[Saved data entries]

▬▬▬▬▬▬▬▬▬▬

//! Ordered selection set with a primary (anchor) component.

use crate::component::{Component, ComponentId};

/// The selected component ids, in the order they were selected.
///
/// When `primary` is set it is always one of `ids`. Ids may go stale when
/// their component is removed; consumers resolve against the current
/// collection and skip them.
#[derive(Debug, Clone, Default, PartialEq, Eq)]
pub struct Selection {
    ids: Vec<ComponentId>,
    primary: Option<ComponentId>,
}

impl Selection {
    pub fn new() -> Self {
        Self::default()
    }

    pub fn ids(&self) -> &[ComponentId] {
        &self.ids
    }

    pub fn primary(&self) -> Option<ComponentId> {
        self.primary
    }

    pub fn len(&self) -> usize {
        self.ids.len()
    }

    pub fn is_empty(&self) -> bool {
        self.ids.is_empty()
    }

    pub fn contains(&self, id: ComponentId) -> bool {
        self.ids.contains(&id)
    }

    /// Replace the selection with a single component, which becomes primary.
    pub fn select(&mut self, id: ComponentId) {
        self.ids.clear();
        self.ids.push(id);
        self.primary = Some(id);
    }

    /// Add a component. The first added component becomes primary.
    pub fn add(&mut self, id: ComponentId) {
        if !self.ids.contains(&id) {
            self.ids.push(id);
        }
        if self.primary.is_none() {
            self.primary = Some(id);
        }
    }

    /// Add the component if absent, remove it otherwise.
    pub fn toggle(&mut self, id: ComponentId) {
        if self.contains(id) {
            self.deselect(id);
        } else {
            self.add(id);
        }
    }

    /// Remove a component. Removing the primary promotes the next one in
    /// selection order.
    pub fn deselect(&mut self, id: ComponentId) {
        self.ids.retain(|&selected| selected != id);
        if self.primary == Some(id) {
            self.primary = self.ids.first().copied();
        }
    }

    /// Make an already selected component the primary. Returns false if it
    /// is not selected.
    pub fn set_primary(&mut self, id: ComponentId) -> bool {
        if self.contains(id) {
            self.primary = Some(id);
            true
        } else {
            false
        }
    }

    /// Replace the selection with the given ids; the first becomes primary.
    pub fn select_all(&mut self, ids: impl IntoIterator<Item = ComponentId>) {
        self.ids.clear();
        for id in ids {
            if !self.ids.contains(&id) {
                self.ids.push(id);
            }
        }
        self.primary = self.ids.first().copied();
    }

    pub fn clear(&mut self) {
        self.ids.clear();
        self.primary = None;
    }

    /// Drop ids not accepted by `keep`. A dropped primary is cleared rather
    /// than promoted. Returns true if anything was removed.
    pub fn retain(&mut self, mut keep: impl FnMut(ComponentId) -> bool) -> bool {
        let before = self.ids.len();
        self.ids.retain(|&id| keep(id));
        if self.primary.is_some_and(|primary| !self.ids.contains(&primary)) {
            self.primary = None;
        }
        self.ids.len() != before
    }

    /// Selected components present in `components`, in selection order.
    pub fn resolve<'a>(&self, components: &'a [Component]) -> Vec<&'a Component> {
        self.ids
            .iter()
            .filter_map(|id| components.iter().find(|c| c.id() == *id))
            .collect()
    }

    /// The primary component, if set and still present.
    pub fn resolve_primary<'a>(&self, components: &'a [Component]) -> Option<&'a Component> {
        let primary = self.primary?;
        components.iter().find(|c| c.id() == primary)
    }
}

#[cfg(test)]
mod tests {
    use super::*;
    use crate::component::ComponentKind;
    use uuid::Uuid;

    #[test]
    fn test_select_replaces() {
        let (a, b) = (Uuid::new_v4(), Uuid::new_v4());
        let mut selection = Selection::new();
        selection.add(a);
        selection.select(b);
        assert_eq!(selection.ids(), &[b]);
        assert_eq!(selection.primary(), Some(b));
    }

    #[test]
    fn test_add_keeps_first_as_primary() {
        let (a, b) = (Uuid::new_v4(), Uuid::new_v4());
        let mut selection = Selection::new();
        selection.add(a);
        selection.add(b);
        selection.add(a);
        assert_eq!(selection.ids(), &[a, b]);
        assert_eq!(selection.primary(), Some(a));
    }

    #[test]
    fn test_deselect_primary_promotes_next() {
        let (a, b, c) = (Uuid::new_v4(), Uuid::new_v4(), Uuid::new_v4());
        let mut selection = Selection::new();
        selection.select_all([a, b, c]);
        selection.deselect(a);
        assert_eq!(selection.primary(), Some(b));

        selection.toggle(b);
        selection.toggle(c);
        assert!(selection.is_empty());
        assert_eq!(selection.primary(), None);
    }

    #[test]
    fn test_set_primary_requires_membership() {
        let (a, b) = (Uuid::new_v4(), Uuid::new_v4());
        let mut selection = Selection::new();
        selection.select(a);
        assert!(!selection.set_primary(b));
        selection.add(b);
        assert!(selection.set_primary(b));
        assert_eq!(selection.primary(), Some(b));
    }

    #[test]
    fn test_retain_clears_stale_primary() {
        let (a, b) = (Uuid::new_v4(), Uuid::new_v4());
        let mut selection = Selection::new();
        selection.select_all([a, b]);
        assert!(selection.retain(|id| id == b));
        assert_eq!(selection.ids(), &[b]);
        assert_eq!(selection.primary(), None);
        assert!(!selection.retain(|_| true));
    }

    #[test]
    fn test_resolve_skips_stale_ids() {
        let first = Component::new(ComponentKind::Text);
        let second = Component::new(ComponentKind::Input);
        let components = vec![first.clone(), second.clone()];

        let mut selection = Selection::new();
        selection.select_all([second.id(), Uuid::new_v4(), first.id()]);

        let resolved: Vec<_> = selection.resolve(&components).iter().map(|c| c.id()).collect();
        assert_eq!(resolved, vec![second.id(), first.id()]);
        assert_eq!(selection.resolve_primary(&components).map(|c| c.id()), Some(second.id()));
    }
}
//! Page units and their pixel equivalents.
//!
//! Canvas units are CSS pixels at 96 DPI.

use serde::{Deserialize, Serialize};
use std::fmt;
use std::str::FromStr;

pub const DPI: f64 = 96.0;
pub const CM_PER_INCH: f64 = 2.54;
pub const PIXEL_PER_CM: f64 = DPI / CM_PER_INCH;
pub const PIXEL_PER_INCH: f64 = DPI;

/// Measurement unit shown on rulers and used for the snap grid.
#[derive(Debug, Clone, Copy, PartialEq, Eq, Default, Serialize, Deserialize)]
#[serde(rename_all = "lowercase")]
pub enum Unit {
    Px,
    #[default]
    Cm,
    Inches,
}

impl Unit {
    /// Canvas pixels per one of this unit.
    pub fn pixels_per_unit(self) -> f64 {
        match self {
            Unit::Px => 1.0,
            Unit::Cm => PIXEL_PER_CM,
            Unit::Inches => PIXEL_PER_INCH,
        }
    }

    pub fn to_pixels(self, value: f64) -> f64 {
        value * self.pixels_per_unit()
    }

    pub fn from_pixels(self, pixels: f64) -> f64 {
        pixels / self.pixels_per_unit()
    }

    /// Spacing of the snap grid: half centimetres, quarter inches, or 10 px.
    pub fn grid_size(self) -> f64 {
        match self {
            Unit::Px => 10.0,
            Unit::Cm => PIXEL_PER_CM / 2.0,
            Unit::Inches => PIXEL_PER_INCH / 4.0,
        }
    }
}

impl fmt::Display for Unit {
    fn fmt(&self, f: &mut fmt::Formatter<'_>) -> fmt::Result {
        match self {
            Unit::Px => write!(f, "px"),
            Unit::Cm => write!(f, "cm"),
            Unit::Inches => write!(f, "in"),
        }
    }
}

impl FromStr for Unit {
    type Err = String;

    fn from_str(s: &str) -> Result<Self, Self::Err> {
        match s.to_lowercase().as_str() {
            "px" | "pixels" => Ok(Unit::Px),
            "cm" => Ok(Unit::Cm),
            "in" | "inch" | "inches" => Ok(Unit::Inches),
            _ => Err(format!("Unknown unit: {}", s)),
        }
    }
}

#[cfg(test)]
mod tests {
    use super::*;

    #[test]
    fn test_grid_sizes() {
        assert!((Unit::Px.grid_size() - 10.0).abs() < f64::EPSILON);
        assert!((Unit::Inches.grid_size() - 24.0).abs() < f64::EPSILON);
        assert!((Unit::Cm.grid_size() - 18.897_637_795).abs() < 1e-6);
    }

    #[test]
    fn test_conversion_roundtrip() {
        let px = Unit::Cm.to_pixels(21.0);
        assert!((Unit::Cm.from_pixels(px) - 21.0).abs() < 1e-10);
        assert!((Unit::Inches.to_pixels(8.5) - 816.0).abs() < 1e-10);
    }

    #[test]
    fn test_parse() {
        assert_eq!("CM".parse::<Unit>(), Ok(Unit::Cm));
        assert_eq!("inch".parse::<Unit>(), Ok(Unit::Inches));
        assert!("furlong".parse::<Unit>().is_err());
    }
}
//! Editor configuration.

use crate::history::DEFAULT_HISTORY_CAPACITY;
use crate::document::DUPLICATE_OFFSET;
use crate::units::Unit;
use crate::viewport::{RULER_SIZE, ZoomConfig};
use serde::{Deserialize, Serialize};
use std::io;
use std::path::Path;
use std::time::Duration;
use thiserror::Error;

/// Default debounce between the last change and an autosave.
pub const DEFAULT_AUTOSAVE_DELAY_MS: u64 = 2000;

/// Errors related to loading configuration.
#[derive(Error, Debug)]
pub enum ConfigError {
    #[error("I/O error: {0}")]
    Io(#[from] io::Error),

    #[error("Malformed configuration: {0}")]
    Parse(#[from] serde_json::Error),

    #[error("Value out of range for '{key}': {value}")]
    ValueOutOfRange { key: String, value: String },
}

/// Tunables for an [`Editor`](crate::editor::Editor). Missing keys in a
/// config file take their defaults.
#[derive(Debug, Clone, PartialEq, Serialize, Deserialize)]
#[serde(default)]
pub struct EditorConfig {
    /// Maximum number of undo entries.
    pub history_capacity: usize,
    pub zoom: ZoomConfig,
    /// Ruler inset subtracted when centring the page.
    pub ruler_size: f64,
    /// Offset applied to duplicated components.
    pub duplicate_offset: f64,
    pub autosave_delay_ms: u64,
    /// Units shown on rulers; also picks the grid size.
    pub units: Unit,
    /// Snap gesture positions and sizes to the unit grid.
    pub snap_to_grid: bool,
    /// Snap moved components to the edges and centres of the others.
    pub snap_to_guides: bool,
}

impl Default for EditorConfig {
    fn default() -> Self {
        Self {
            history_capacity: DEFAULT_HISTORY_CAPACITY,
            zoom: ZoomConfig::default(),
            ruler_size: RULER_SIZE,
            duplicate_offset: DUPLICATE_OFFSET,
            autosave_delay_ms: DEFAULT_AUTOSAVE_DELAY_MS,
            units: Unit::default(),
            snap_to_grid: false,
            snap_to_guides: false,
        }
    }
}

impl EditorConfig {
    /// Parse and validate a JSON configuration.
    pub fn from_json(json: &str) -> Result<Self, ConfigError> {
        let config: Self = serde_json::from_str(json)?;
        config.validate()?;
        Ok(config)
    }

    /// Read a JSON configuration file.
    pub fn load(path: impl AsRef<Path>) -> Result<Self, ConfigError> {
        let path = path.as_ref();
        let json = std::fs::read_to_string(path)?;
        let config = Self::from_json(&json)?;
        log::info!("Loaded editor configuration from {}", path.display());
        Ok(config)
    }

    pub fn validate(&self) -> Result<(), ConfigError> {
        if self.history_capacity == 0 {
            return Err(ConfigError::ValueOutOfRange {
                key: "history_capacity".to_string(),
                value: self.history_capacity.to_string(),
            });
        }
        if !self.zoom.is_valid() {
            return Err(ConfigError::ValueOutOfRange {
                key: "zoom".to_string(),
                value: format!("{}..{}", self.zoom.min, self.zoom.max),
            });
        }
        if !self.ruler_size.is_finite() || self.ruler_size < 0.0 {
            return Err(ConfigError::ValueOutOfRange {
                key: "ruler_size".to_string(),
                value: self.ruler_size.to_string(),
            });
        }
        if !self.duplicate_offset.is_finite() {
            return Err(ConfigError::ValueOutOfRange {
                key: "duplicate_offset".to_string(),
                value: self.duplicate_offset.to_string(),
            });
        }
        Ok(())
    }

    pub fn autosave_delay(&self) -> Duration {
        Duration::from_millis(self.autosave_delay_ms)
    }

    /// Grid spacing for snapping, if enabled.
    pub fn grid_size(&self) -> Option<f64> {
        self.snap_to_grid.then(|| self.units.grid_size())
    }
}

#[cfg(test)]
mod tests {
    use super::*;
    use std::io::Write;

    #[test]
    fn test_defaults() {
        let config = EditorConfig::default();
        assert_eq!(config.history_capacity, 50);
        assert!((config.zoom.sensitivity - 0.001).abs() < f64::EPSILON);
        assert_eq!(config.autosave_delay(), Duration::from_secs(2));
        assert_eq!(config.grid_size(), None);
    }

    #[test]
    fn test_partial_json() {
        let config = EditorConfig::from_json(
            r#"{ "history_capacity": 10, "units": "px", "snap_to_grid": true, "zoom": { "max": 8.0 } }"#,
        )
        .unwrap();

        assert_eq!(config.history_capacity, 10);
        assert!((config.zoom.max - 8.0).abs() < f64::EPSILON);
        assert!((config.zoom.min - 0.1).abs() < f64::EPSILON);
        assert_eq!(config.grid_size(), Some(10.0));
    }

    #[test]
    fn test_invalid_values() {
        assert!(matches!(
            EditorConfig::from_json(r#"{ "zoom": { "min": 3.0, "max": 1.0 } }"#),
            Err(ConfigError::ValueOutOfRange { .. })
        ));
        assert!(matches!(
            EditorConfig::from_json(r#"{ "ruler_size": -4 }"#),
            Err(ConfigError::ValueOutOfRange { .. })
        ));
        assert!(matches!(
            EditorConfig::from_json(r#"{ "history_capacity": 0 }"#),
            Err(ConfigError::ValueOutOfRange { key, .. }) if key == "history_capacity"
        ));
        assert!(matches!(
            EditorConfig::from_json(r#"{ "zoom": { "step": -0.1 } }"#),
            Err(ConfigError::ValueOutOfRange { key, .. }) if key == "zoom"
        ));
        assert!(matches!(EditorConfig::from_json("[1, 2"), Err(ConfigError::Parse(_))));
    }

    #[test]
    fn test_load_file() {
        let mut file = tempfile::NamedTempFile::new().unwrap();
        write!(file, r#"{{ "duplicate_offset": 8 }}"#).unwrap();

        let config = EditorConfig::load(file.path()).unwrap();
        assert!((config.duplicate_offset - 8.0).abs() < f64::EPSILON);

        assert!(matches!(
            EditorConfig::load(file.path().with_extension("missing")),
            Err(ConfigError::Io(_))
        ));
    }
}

▬▬▬▬▬▬▬▬▬▬

WHAT THE EXERCISE ASKS:
In the records above, find each line that mentions the word "bool", and copy it.

RESULT FOR THIS TASK:
    pub fn is_empty(&self) -> bool {
    pub fn contains(&self, id: ComponentId) -> bool {
    pub fn set_primary(&mut self, id: ComponentId) -> bool {
    pub fn retain(&mut self, mut keep: impl FnMut(ComponentId) -> bool) -> bool {
    pub snap_to_grid: bool,
    pub snap_to_guides: bool,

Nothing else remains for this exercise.